### TASK BRIEF
Only lines with the word "title" belong in the answer; copy them from the records below.

Stored items

>>

#[cfg(test)]
mod tests {
    use super::*;
    use std::collections::VecDeque;
    use std::sync::Mutex;

    // Scripted backend: pops one pre-seeded response per call.
    struct ScriptedBackend {
        position: InsertPosition,
        fetches: Mutex<VecDeque<ServiceResponse<Vec<Post>>>>,
        writes: Mutex<VecDeque<ServiceResponse<Post>>>,
        deletes: Mutex<VecDeque<ServiceResponse<()>>>,
    }

    impl ScriptedBackend {
        fn new(position: InsertPosition) -> Self {
            Self {
                position,
                fetches: Mutex::new(VecDeque::new()),
                writes: Mutex::new(VecDeque::new()),
                deletes: Mutex::new(VecDeque::new()),
            }
        }
    }

    #[async_trait]
    impl StoreBackend for ScriptedBackend {
        type Item = Post;
        type Input = PostInput;

        fn insert_position(&self) -> InsertPosition {
            self.position
        }

        async fn fetch_all(&self) -> ServiceResponse<Vec<Post>> {
            self.fetches.lock().unwrap().pop_front().expect("scripted fetch")
        }
        async fn create_item(&self, _input: &PostInput) -> ServiceResponse<Post> {
            self.writes.lock().unwrap().pop_front().expect("scripted create")
        }
        async fn update_item(&self, _id: &str, _input: &PostInput) -> ServiceResponse<Post> {
            self.writes.lock().unwrap().pop_front().expect("scripted update")
        }
        async fn delete_item(&self, _id: &str) -> ServiceResponse<()> {
            self.deletes.lock().unwrap().pop_front().expect("scripted delete")
        }
    }

    fn post(id: &str, title: &str, role: &str) -> Post {
        Post {
            id: Some(id.to_string()),
            title: title.to_string(),
            content: "Tillgänglighet är viktigt".to_string(),
            role: role.to_string(),
            ..Default::default()
        }
    }

    fn input() -> PostInput {
        PostInput {
            title: "Ny punkt".to_string(),
            content: "Tillräckligt långt innehåll".to_string(),
            role: "designer".to_string(),
        }
    }

    #[tokio::test]
    async fn fetch_failure_keeps_cache_and_records_error() {
        let backend = ScriptedBackend::new(InsertPosition::Prepend);
        backend.fetches.lock().unwrap().push_back(ServiceResponse::ok(
            vec![post("p1", "Första", "designer")],
            "Hämtade 1 inlägg",
        ));
        backend
            .fetches
            .lock()
            .unwrap()
            .push_back(ServiceResponse::fail("Kan inte ansluta till servern"));

        let mut store = EntityStore::new(backend);
        store.fetch().await;
        assert_eq!(store.len(), 1);
        assert!(store.error().is_none());

        store.fetch().await;
        assert_eq!(store.len(), 1, "cache survives a failed refetch");
        assert!(store.error().is_some());
        assert!(!store.loading());
    }

    #[tokio::test]
    async fn create_respects_insert_position() {
        for (position, expected_first) in
            [(InsertPosition::Prepend, "p2"), (InsertPosition::Append, "p1")]
        {
            let backend = ScriptedBackend::new(position);
            backend
                .fetches
                .lock()
                .unwrap()
                .push_back(ServiceResponse::ok(vec![post("p1", "Första", "designer")], ""));
            backend
                .writes
                .lock()
                .unwrap()
                .push_back(ServiceResponse::ok(post("p2", "Andra", "tester"), ""));

            let mut store = EntityStore::new(backend);
            store.fetch().await;
            store.create(&input()).await;

            assert_eq!(store.len(), 2);
            assert_eq!(store.items()[0].id.as_deref(), Some(expected_first));
        }
    }

    #[tokio::test]
    async fn update_miss_is_silently_ignored() {
        let backend = ScriptedBackend::new(InsertPosition::Prepend);
        backend
            .fetches
            .lock()
            .unwrap()
            .push_back(ServiceResponse::ok(vec![post("p1", "Första", "designer")], ""));
        backend
            .writes
            .lock()
            .unwrap()
            .push_back(ServiceResponse::ok(post("p9", "Okänd", "tester"), ""));

        let mut store = EntityStore::new(backend);
        store.fetch().await;
        let result = store.update("p9", &input()).await;

        assert!(result.success);
        assert_eq!(store.len(), 1);
        assert_eq!(store.items()[0].title, "Första");
    }

    #[tokio::test]
    async fn delete_removes_by_either_identity_field() {
        let backend = ScriptedBackend::new(InsertPosition::Prepend);
        let mut legacy = post("x", "Gammal", "tester");
        legacy.id = None;
        legacy.alt_id = Some("m1".to_string());
        backend
            .fetches
            .lock()
            .unwrap()
            .push_back(ServiceResponse::ok(vec![legacy, post("p1", "Första", "designer")], ""));
        backend.deletes.lock().unwrap().push_back(ServiceResponse::ok((), ""));

        let mut store = EntityStore::new(backend);
        store.fetch().await;
        store.delete("m1").await;

        assert_eq!(store.len(), 1);
        assert!(store.find_by_id("m1").is_none());
    }

    #[test]
    fn search_is_case_insensitive_or_semantics() {
        let backend = ScriptedBackend::new(InsertPosition::Prepend);
        let mut store = EntityStore::new(backend);
        store.items = vec![
            post("p1", "Kontrast i formulär", "designer"),
            post("p2", "Tangentbordsnavigering", "developer"),
        ];

        assert_eq!(store.search("KONTRAST").len(), 1);
        // role field matches too
        assert_eq!(store.search("developer").len(), 1);
        assert_eq!(store.search("").len(), 2);
        assert_eq!(store.search("saknas").len(), 0);
    }

    #[test]
    fn find_by_key_requires_an_exact_match() {
        let backend = ScriptedBackend::new(InsertPosition::Prepend);
        let mut store = EntityStore::new(backend);
        store.items = vec![
            post("p1", "Kontrast", "designer"),
            post("p2", "Kontrast i formulär", "designer"),
        ];

        assert_eq!(
            store.find_by_key("Kontrast").and_then(|p| p.id.as_deref()),
            Some("p1")
        );
        assert!(store.find_by_key("kontrast").is_none());
        assert!(store.find_by_key("Kontrast i").is_none());
    }

    #[test]
    fn visible_to_admin_sees_everything() {
        let backend = ScriptedBackend::new(InsertPosition::Prepend);
        let mut store = EntityStore::new(backend);
        store.items = vec![
            post("p1", "A", "designer"),
            post("p2", "B", "developer"),
        ];

        assert_eq!(store.visible_to("admin").len(), 2);
        assert_eq!(store.visible_to("designer").len(), 1);
        assert_eq!(store.statistics().designers, 1);
    }
}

<<

### RESPONSE TO THIS TASK
    fn post(id: &str, title: &str, role: &str) -> Post {
            title: title.to_string(),
            title: "Ny punkt".to_string(),
        assert_eq!(store.items()[0].title, "Första");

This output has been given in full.